Last year, it seemed like every week a new frontier video model would one-up its peers and push our expectations. We learned to simply expect relentless improvement on measurable benchmarks: longer video output, sustained stories, better physics, character consistency, movement cohesion, and more.
But this year, if you care about the benchmarks a lot, you might be getting a little restless. We pretty much expect all video models to generate 10-15 seconds with synced audio and speech, and an all-around sense of realism; which is a great achievement, but not the runaway model progress to which we’d been conditioned. Instead, we’re entering a more exciting time: the product era of video models, where “abundance” isn’t about benchmark performance – it’s about variety.
For the past few years, frontier diffusion model labs have consistently released models that outperform prior generations on major benchmarks. This progress inculcated an assumption among researchers, creators, and (yes) VC’s like myself: a “god-tier” model that is great at everything would eventually emerge, and become the default provider for a multitude of different video use-cases. But this year, the assumption was challenged: Sora 2 was released last month, and appeared below Veo 3 on benchmarks like LMarena. There’s a sense that progress might be slowing on the diffusion model level, and the concept of “SOTA”, at least when it comes to video models, may not actually exist.
Of course, this assumption (and subsequent confrontation with reality) is not unique to diffusion models. Frontier lab LLMs also followed a pattern of step-function improvements from 2023-2025, and then saw performance begin to level off across a variety of benchmarks. When this happened with LLMs, we saw major foundation labs begin to specialize in specific verticals, and the overall AI product layer take off; in fact, we wrote about this trend earlier this year.
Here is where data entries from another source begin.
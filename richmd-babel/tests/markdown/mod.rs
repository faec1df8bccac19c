//! Markdown format tests
//!
//! Tests for bidirectional Markdown ↔ rich-text conversion.

mod export;
mod import;
mod round_trip;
Upon reflection it does make sense that progress on video models is beginning to plateau, at least when it comes to public benchmarks. Models have come an extremely long way in terms of realism and aesthetic quality, and now generate outputs that are so realistic that at this point, they might be hitting an asymptote. Once you convincingly look like real life, how much more “real” can you get? A good analogy here might be still-life painting in the 17th and 18th century: at a certain point, the old masters got so good at painting realistic portraits and pastoral scenes that preferring one artist over another came down to a simple matter of aesthetic taste, rather than any objective measure of what looked more “real”.
So what happens when realism stops being the differentiator for video models? We get more variety and specialization. Welcome to the abundance era.
Before we explore the increased specialization we’re seeing at the model layer, it’s worth taking a quick stroll (or more appropriately, scroll) down memory lane. Back in early 2024, I wrote a piece taking stock of the state of video model outputs. At the time, it was a struggle to generate videos longer than 3-4 seconds. Physics was a joke: people might randomly melt into the ground; basketballs might rebound off the backboard, ricochet toward the ground, then miraculously end up in the hoop in the final frame. At the time, I remarked that it would be awhile before we saw AI generate a Pixar-level short film. Google hadn’t yet released Veo, or any public model for that matter; they would just tease the timeline with research papers.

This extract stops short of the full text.